Precísese lo de fanático: no sólo piensa don Felipe que la laicicidad del Estado mexicano es obsolescencia y, ergo, dispensable, sino también acólito del dios que preconiza que el interés privado debe prevalecer sobre el bien común o social.
Ese dios tiene muchos nombres: neoliberalismo, capital, mercado (y consumo); ganancia (y dinero) atroz; sujeción del Estado mexicano a dos Estados extranjeros, el estadunidense, y el de El Vaticano, cuyos intereses prevalecen sobre los de México.
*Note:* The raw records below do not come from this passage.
impl<'s> Parser<'s> {
    fn new(source: &'s str) -> Result<Self, ParseError> {
        let mut tokens = Vec::new();
        let mut lexer = Token::lexer(source);
        while let Some(result) = lexer.next() {
            match result {
                Ok(tok) => tokens.push((tok, lexer.span())),
                Err(()) => {
                    return Err(ParseError::new(
                        lexer.span(),
                        format!("unrecognized token `{}`", lexer.slice()),
                    ))
                }
            }
        }
        Ok(Self {
            tokens,
            pos: 0,
            source_len: source.len(),
        })
    }

    // Cursor

    fn peek(&self) -> Option<Token<'s>> {
        self.peek_at(0)
    }

    fn peek_at(&self, offset: usize) -> Option<Token<'s>> {
        self.tokens.get(self.pos + offset).map(|(tok, _)| *tok)
    }

    fn span(&self) -> Range<usize> {
        self.tokens
            .get(self.pos)
            .map_or(self.source_len..self.source_len, |(_, span)| span.clone())
    }

    fn error(&self, message: impl Into<String>) -> ParseError {
        ParseError::new(self.span(), message)
    }

    fn unexpected(&self, expected: &str) -> ParseError {
        match self.peek() {
            Some(tok) => self.error(format!("expected {expected}, found {tok}")),
            None => self.error(format!("expected {expected}, found end of input")),
        }
    }

    fn eat(&mut self, want: Token<'s>) -> bool {
        if self.peek() == Some(want) {
            self.pos += 1;
            true
        } else {
            false
        }
    }

    fn expect(&mut self, want: Token<'s>) -> Result<(), ParseError> {
        if self.eat(want) {
            Ok(())
        } else {
            Err(self.unexpected(&want.to_string()))
        }
    }

    fn ident(&mut self) -> Result<&'s str, ParseError> {
        match self.peek() {
            Some(Token::Ident(s)) => {
                self.pos += 1;
                Ok(s)
            }
            _ => Err(self.unexpected("an identifier")),
        }
    }

    fn keyword(&mut self, kw: &str) -> Result<(), ParseError> {
        match self.peek() {
            Some(Token::Ident(s)) if s == kw => {
                self.pos += 1;
                Ok(())
            }
            _ => Err(self.unexpected(&format!("`{kw}`"))),
        }
    }

    fn int(&mut self) -> Result<i64, ParseError> {
        match self.peek() {
            Some(Token::Int(n)) => {
                self.pos += 1;
                Ok(n)
            }
            _ => Err(self.unexpected("an integer")),
        }
    }

    // Grammar

    fn function(&mut self) -> Result<Function, ParseError> {
        self.keyword("fn")?;
        let Some(Token::Global(name)) = self.peek() else {
            return Err(self.unexpected("a function name like `@f`"));
        };
        self.pos += 1;
        let mut func = Function::new(name);
        let mut scope = Scope::default();

        self.expect(Token::LParen)?;
        if !self.eat(Token::RParen) {
            loop {
                let span = self.span();
                let Some(Token::Local(param)) = self.peek() else {
                    return Err(self.unexpected("a parameter like `%x`"));
                };
                self.pos += 1;
                self.expect(Token::Colon)?;
                let ty = self.ty()?;
                let value = func.add_param(param, ty);
                define(&mut scope, param, value, span)?;
                if self.eat(Token::Comma) {
                    continue;
                }
                self.expect(Token::RParen)?;
                break;
            }
        }

        self.expect(Token::LBrace)?;
        let mut current: Option<BlockId> = None;
        loop {
            match self.peek() {
                Some(Token::RBrace) => {
                    self.pos += 1;
                    break;
                }
                Some(Token::Ident(label)) if self.peek_at(1) == Some(Token::Colon) => {
                    self.pos += 2;
                    current = Some(func.add_block(label));
                }
                Some(_) => {
                    let block = current
                        .ok_or_else(|| self.error("instruction before first block label"))?;
                    self.instruction(&mut func, block, &mut scope)?;
                }
                None => return Err(self.unexpected("`}`")),
            }
        }
        Ok(func)
    }

    fn instruction(
        &mut self,
        func: &mut Function,
        block: BlockId,
        scope: &mut Scope<'s>,
    ) -> Result<(), ParseError> {
        let result = match (self.peek(), self.peek_at(1)) {
            (Some(Token::Local(name)), Some(Token::Eq)) => {
                let span = self.span();
                self.pos += 2;
                Some((name, span))
            }
            _ => None,
        };

        let opcode_span = self.span();
        let opcode = self.ident()?;
        let (inst, ty) = match opcode {
            "add" | "sub" | "mul" => {
                let op = match opcode {
                    "add" => BinOp::Add,
                    "sub" => BinOp::Sub,
                    _ => BinOp::Mul,
                };
                let ty = self.ty()?;
                let lhs = self.value(func, scope)?;
                self.expect(Token::Comma)?;
                let rhs = self.value(func, scope)?;
                (Inst::Binary { op, lhs, rhs }, ty)
            }
            "store" => {
                let value = self.value(func, scope)?;
                self.expect(Token::Comma)?;
                let dest = self.value(func, scope)?;
                (Inst::Store { value, dest }, Type::Void)
            }
            "load" => {
                let ty = self.ty()?;
                let src = self.value(func, scope)?;
                (Inst::Load { src }, ty)
            }
            "alloca" => {
                let ty = self.ty()?;
                (Inst::Alloca { ty }, Type::Ptr)
            }
            "call" => {
                let ty = self.ty()?;
                let callee = match self.peek() {
                    Some(Token::Global(name)) => {
                        self.pos += 1;
                        func.intern(name)
                    }
                    _ => return Err(self.unexpected("a callee like `@f`")),
                };
                self.expect(Token::LParen)?;
                let mut args = SmallVec::new();
                if !self.eat(Token::RParen) {
                    loop {
                        args.push(self.value(func, scope)?);
                        if self.eat(Token::Comma) {
                            continue;
                        }
                        self.expect(Token::RParen)?;
                        break;
                    }
                }
                (Inst::Call { callee, args }, ty)
            }
            "insertelement" => {
                let ty = self.ty()?;
                let vector = self.value(func, scope)?;
                self.expect(Token::Comma)?;
                let element = self.value(func, scope)?;
                self.expect(Token::Comma)?;
                let lane = self.lane()?;
                (
                    Inst::InsertElement {
                        vector,
                        element,
                        lane,
                    },
                    ty,
                )
            }
            "extractelement" => {
                let ty = self.ty()?;
                let vector = self.value(func, scope)?;
                self.expect(Token::Comma)?;
                let lane = self.lane()?;
                (Inst::ExtractElement { vector, lane }, ty.element())
            }
            "ret" => {
                let value = if self.at_value() {
                    Some(self.value(func, scope)?)
                } else {
                    None
                };
                (Inst::Ret { value }, Type::Void)
            }
            other => {
                return Err(ParseError::new(
                    opcode_span,
                    format!("unknown instruction `{other}`"),
                ))
            }
        };

        if result.is_some() && ty == Type::Void {
            return Err(ParseError::new(
                opcode_span,
                format!("`{opcode}` produces no value to name"),
            ));
        }

        let id = Builder::at_end(func, block).emit(inst, ty);
        if let Some((name, span)) = result {
            define(scope, name, Value::Inst(id), span)?;
            func.set_name(id, name);
        }
        Ok(())
    }

    fn at_value(&self) -> bool {
        matches!(
            self.peek(),
            Some(Token::Local(_) | Token::Global(_) | Token::Int(_) | Token::Ident("splat"))
        )
    }

    fn value(&mut self, func: &mut Function, scope: &Scope<'s>) -> Result<Value, ParseError> {
        let span = self.span();
        match self.peek() {
            Some(Token::Local(name)) => {
                self.pos += 1;
                scope
                    .get(name)
                    .copied()
                    .ok_or_else(|| ParseError::new(span, format!("undefined value `%{name}`")))
            }
            Some(Token::Global(name)) => {
                self.pos += 1;
                Ok(func.global(name))
            }
            Some(Token::Int(n)) => {
                self.pos += 1;
                let n = i32::try_from(n).map_err(|_| {
                    ParseError::new(span, format!("integer literal {n} does not fit in i32"))
                })?;
                Ok(Value::i32(n))
            }
            Some(Token::Ident("splat")) => {
                self.pos += 1;
                let Type::Vector { lanes, bits } = self.ty()? else {
                    return Err(ParseError::new(span, "`splat` needs a vector type"));
                };
                let value = self.int()?;
                Ok(Value::Const(Constant::Splat { lanes, bits, value }))
            }
            _ => Err(self.unexpected("a value")),
        }
    }

    fn lane(&mut self) -> Result<u32, ParseError> {
        let span = self.span();
        let n = self.int()?;
        u32::try_from(n).map_err(|_| ParseError::new(span, format!("invalid lane index {n}")))
    }

    fn ty(&mut self) -> Result<Type, ParseError> {
        if self.eat(Token::LAngle) {
            let span = self.span();
            let lanes = self.int()?;
            let lanes = u32::try_from(lanes)
                .ok()
                .filter(|&l| l > 0)
                .ok_or_else(|| ParseError::new(span, format!("invalid lane count {lanes}")))?;
            self.keyword("x")?;
            let Type::Int(bits) = self.scalar_ty()? else {
                return Err(self.error("vector lanes must be integers"));
            };
            self.expect(Token::RAngle)?;
            return Ok(Type::Vector { lanes, bits });
        }
        self.scalar_ty()
    }

    fn scalar_ty(&mut self) -> Result<Type, ParseError> {
        let span = self.span();
        let name = self.ident()?;
        match name {
            "void" => Ok(Type::Void),
            "ptr" => Ok(Type::Ptr),
            _ => name
                .strip_prefix('i')
                .and_then(|bits| bits.parse::<u16>().ok())
                .filter(|&bits| bits > 0)
                .map(Type::Int)
                .ok_or_else(|| ParseError::new(span, format!("unknown type `{name}`"))),
        }
    }
}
Esos dos Estados extranjeros que dominan la vida política, económica, social y a no dudarlo también cultural de México se nutren, mediante vías variopintas, hegemónicas e impías, de los tesauros patrimoniales --materiales y espirituales-- de los mexicanos.
III
Esas políticas hegemónicas son imperialistas. En el caso del imperio de EU son sus consorcios trasnacionales los que realizan el saqueo patrimonial –cultural incluido— de los mexicanos, con la complicidad de individuos como don Felipe y su patrón, la Mafia.
En el caso de El Vaticano, sus agentes en México –distintos de su representante diplomático, el nuncio apostólico—, el clero político local, actúan para desmantelar el Estado laico, avanzando mucho en ello con la complicidad de don Felipe y la Mafia.
Así, ambos imperios y sus agentes respectivos –en el de EU, las trasnacionales; en el del Vaticano, el clero político local— han influido y, de hecho, impuesto por fiat formas de organización económica, político-jurídica y social y mercantilizado el acervo
cultural.
La moraleja establece como silogismo vero que remover al señor Calderón sería un logro pírrico, pues él es sólo un agente de la Mafia cómplice de los imperios que expolian a México. A la Mafia habría que neutralizarla; ello es un deber ciudadano.
Y más allá: también es deber ciudadano insoslayable que, a la vez que se neutraliza a la Mafia, establecer una nueva forma de organización económica, político-jurídica y social orientada al bien común o social. ¿Y don Felipe? Su pena capital: el ostracismo.